■ Source material

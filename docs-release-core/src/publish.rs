//! High-level pipeline: publishes a documentation build to the public docs bucket.
//!
//! A run is a fixed sequence of effects, each awaited before the next is issued:
//!   1. List the build under `<flocker_version>/` in the development docs bucket
//!      and the published copy under `en/<doc_version>/` in the target bucket.
//!   2. Delete keys present at the destination but no longer in the build.
//!   3. Copy keys from the build to the destination (see [`CopyScope`]).
//!   4. Point the `en/devel/` or `en/latest/` routing rule at `/en/<doc_version>/`.
//!   5. Invalidate every touched path on the CDN, including the paths of the
//!      version the alias pointed at before.
//!
//! # Error Handling
//! Fail-fast and not transactional: the first collaborator error aborts the run
//! and is returned unchanged inside [`PublishError::Collaborator`]. There are no
//! retries and no rollback. Every step is idempotent, so the recovery for a
//! failed run is to run it again.
//!
//! # Navigation
//! - Main entrypoint: [`publish_docs`]
//! - Individual steps: [`copy_docs`], [`configure_routing_rule`], [`create_cdn_invalidation`]
//! - Pure helpers: [`add_index_directories`], [`invalidation_paths`]

use std::collections::BTreeSet;

use serde::{Deserialize, Serialize};
use tracing::{debug, error, info, warn};

use crate::contract::{CdnInvalidator, ObjectStore};
use crate::doc_version::{self, Channel};
use crate::error::{PublishError, PublishResult, Step};
use crate::version::{make_package_version, PackageVersion};

/// Bucket the documentation builds are uploaded to by CI.
pub const DEFAULT_SOURCE_BUCKET: &str = "clusterhq-dev-docs";

/// Bucket documentation is published to unless told otherwise.
pub const DEFAULT_DESTINATION_BUCKET: &str = "clusterhq-staging-docs";

/// Which keys are copied from the build to the destination.
#[derive(Debug, Clone, Copy, Default, PartialEq, Eq, Serialize, Deserialize)]
#[serde(rename_all = "snake_case")]
pub enum CopyScope {
    /// Copy exactly the keys that were deleted as stale at the destination.
    #[default]
    StaleKeys,
    /// Copy every key of the build, so the destination mirrors the source.
    AllSourceKeys,
}

/// Everything a publish run needs, threaded in from the caller.
#[derive(Debug, Clone, PartialEq, Eq)]
pub struct PublishRequest {
    /// Version of Flocker the documentation was built from.
    pub flocker_version: String,
    /// Version to publish the documentation as.
    pub doc_version: String,
    /// Destination bucket.
    pub bucket: String,
    /// Bucket holding the documentation builds.
    pub source_bucket: String,
    pub copy_scope: CopyScope,
}

impl PublishRequest {
    pub fn new(
        flocker_version: impl Into<String>,
        doc_version: impl Into<String>,
        bucket: impl Into<String>,
    ) -> Self {
        Self {
            flocker_version: flocker_version.into(),
            doc_version: doc_version.into(),
            bucket: bucket.into(),
            source_bucket: DEFAULT_SOURCE_BUCKET.to_string(),
            copy_scope: CopyScope::default(),
        }
    }
}

/// Source and destination locations of one publish run.
#[derive(Debug, Clone, PartialEq, Eq, Serialize)]
pub struct SyncPlan {
    pub source_bucket: String,
    pub source_prefix: String,
    pub destination_bucket: String,
    pub destination_prefix: String,
}

impl SyncPlan {
    pub fn new(
        flocker_version: &str,
        doc_version: &str,
        source_bucket: &str,
        destination_bucket: &str,
    ) -> Self {
        Self {
            source_bucket: source_bucket.to_string(),
            source_prefix: format!("{flocker_version}/"),
            destination_bucket: destination_bucket.to_string(),
            destination_prefix: format!("en/{doc_version}/"),
        }
    }
}

/// Result of [`copy_docs`].
#[derive(Debug, Clone, PartialEq, Eq, Serialize)]
pub struct CopyOutcome {
    pub keys_to_delete: BTreeSet<String>,
    pub keys_to_copy: BTreeSet<String>,
    /// Union of the source and destination listings; scopes the invalidation.
    pub changed_keys: BTreeSet<String>,
}

/// Report of a successful publish run.
#[derive(Debug, Clone, PartialEq, Eq, Serialize)]
pub struct PublishReport {
    /// Normalized Flocker version; `None` when the normalizer rejects it.
    pub package_version: Option<PackageVersion>,
    pub channel: Channel,
    pub plan: SyncPlan,
    pub deleted_keys: BTreeSet<String>,
    pub copied_keys: BTreeSet<String>,
    pub old_routing_prefix: Option<String>,
    pub cname: String,
    pub invalidated_paths: Vec<String>,
}

/// Make the destination prefix consistent with the build for the stale key set.
pub async fn copy_docs<S>(store: &S, plan: &SyncPlan, scope: CopyScope) -> PublishResult<CopyOutcome>
where
    S: ObjectStore + ?Sized,
{
    let source_keys = store
        .list_keys(&plan.source_bucket, &plan.source_prefix)
        .await
        .map_err(|e| {
            error!(error = %e, bucket = %plan.source_bucket, prefix = %plan.source_prefix, "[PUBLISH][ERROR] Listing source keys failed");
            PublishError::collaborator(Step::ListSource, e)
        })?;
    info!(count = source_keys.len(), prefix = %plan.source_prefix, "[PUBLISH] Listed source keys");

    let destination_keys = store
        .list_keys(&plan.destination_bucket, &plan.destination_prefix)
        .await
        .map_err(|e| {
            error!(error = %e, bucket = %plan.destination_bucket, prefix = %plan.destination_prefix, "[PUBLISH][ERROR] Listing destination keys failed");
            PublishError::collaborator(Step::ListDestination, e)
        })?;
    info!(count = destination_keys.len(), prefix = %plan.destination_prefix, "[PUBLISH] Listed destination keys");

    let keys_to_delete: BTreeSet<String> =
        destination_keys.difference(&source_keys).cloned().collect();
    store
        .delete_keys(&plan.destination_bucket, &plan.destination_prefix, &keys_to_delete)
        .await
        .map_err(|e| {
            error!(error = %e, count = keys_to_delete.len(), "[PUBLISH][ERROR] Deleting stale keys failed");
            PublishError::collaborator(Step::DeleteStale, e)
        })?;
    info!(count = keys_to_delete.len(), "[PUBLISH] Deleted stale keys");
    debug!(keys = ?keys_to_delete, "[PUBLISH] Stale keys");

    let keys_to_copy = match scope {
        CopyScope::StaleKeys => keys_to_delete.clone(),
        CopyScope::AllSourceKeys => source_keys.clone(),
    };
    store
        .copy_keys(
            &plan.source_bucket,
            &plan.source_prefix,
            &plan.destination_bucket,
            &plan.destination_prefix,
            &keys_to_copy,
        )
        .await
        .map_err(|e| {
            error!(error = %e, count = keys_to_copy.len(), "[PUBLISH][ERROR] Copying keys failed");
            PublishError::collaborator(Step::Copy, e)
        })?;
    info!(count = keys_to_copy.len(), ?scope, "[PUBLISH] Copied keys");

    let changed_keys = destination_keys.union(&source_keys).cloned().collect();

    Ok(CopyOutcome {
        keys_to_delete,
        keys_to_copy,
        changed_keys,
    })
}

/// Point the alias of `channel` at `/en/<doc_version>/`, returning the previous target.
pub async fn configure_routing_rule<S>(
    store: &S,
    bucket: &str,
    doc_version: &str,
    channel: Channel,
) -> PublishResult<Option<String>>
where
    S: ObjectStore + ?Sized,
{
    let prefix = channel.routing_prefix();
    let target_prefix = format!("/en/{doc_version}/");
    let old_prefix = store
        .update_routing_rule(bucket, prefix, &target_prefix)
        .await
        .map_err(|e| {
            error!(error = %e, bucket, prefix, "[PUBLISH][ERROR] Updating routing rule failed");
            PublishError::collaborator(Step::UpdateRoutingRule, e)
        })?;
    info!(bucket, prefix, target = %target_prefix, old = ?old_prefix, "[PUBLISH] Updated routing rule");
    Ok(old_prefix)
}

/// Add the directory form of every `index.html` key.
///
/// Runs two passes, `index.html` then `/index.html`, so `foo/index.html`
/// contributes both `foo/` and `foo`, and a top-level `index.html` contributes
/// the empty key.
pub fn add_index_directories(keys: &mut BTreeSet<String>) {
    for index in ["index.html", "/index.html"] {
        let directories: Vec<String> = keys
            .iter()
            .filter_map(|key| key.strip_suffix(index))
            .map(str::to_string)
            .collect();
        keys.extend(directories);
    }
}

/// Paths to purge: every key under both the alias and the versioned prefix.
pub fn invalidation_paths(doc_version: &str, channel: Channel, keys: &BTreeSet<String>) -> Vec<String> {
    let mut expanded = keys.clone();
    add_index_directories(&mut expanded);

    let prefixes = [channel.path_prefix().to_string(), format!("/en/{doc_version}/")];
    expanded
        .iter()
        .flat_map(|key| prefixes.iter().map(move |prefix| format!("{prefix}{key}")))
        .collect()
}

/// CDN distribution identifier for a bucket.
pub fn distribution_cname(bucket: &str) -> String {
    format!("from_bucket{bucket}")
}

/// Purge the changed paths, plus everything published under `old_prefix`.
///
/// Returns the cname and the paths of the issued request.
pub async fn create_cdn_invalidation<S, C>(
    store: &S,
    cdn: &C,
    bucket: &str,
    doc_version: &str,
    channel: Channel,
    mut changed_keys: BTreeSet<String>,
    old_prefix: Option<&str>,
) -> PublishResult<(String, Vec<String>)>
where
    S: ObjectStore + ?Sized,
    C: CdnInvalidator + ?Sized,
{
    if let Some(old_prefix) = old_prefix.filter(|p| !p.is_empty()) {
        let list_prefix = old_prefix.strip_prefix('/').unwrap_or(old_prefix);
        let old_keys = store.list_keys(bucket, list_prefix).await.map_err(|e| {
            error!(error = %e, bucket, prefix = list_prefix, "[PUBLISH][ERROR] Listing old prefix failed");
            PublishError::collaborator(Step::ListOldPrefix, e)
        })?;
        info!(count = old_keys.len(), prefix = list_prefix, "[PUBLISH] Listed keys under old routing prefix");
        changed_keys.extend(old_keys);
    }

    let paths = invalidation_paths(doc_version, channel, &changed_keys);
    let cname = distribution_cname(bucket);
    cdn.create_invalidation(&cname, &paths).await.map_err(|e| {
        error!(error = %e, cname = %cname, "[PUBLISH][ERROR] CDN invalidation failed");
        PublishError::collaborator(Step::Invalidate, e)
    })?;
    info!(cname = %cname, paths = paths.len(), "[PUBLISH] Created CDN invalidation");
    Ok((cname, paths))
}

/// Publish a documentation build end to end.
///
/// Refuses to issue any effect unless `doc_version` is a final or weekly release.
/// The Flocker version is only normalized for the report and never blocks a run.
pub async fn publish_docs<S, C>(store: &S, cdn: &C, request: &PublishRequest) -> PublishResult<PublishReport>
where
    S: ObjectStore + ?Sized,
    C: CdnInvalidator + ?Sized,
{
    let doc_version = request.doc_version.as_str();
    if !(doc_version::is_release(doc_version) || doc_version::is_weekly_release(doc_version)) {
        error!(doc_version, "[PUBLISH][ERROR] Refusing to publish a non-release");
        return Err(PublishError::NotAPublishableVersion(doc_version.to_string()));
    }

    let package_version = match make_package_version(&request.flocker_version) {
        Ok(version) => Some(version),
        Err(e) => {
            warn!(error = %e, flocker_version = %request.flocker_version, "[PUBLISH] Flocker version has no package form");
            None
        }
    };

    let plan = SyncPlan::new(
        &request.flocker_version,
        doc_version,
        &request.source_bucket,
        &request.bucket,
    );
    let channel = Channel::for_doc_version(doc_version);
    info!(?plan, ?channel, ?package_version, "[PUBLISH] Starting documentation publish");

    let outcome = copy_docs(store, &plan, request.copy_scope).await?;
    let old_routing_prefix = configure_routing_rule(store, &request.bucket, doc_version, channel).await?;
    let (cname, invalidated_paths) = create_cdn_invalidation(
        store,
        cdn,
        &request.bucket,
        doc_version,
        channel,
        outcome.changed_keys,
        old_routing_prefix.as_deref(),
    )
    .await?;

    let report = PublishReport {
        package_version,
        channel,
        plan,
        deleted_keys: outcome.keys_to_delete,
        copied_keys: outcome.keys_to_copy,
        old_routing_prefix,
        cname,
        invalidated_paths,
    };
    match serde_json::to_string_pretty(&report) {
        Ok(json) => debug!(json = %json, "[PUBLISH][DEBUG] Publish report as JSON"),
        Err(e) => error!(error = ?e, "[PUBLISH][DEBUG] Failed to serialize publish report as JSON"),
    }
    info!("[PUBLISH] Documentation publish complete");
    Ok(report)
}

■ Your assignment
When "level" shows up in a line of the material, report that line.

■ Final answer
//! High-level pipeline: publishes a documentation build to the public docs bucket.
/// contributes both `foo/` and `foo`, and a top-level `index.html` contributes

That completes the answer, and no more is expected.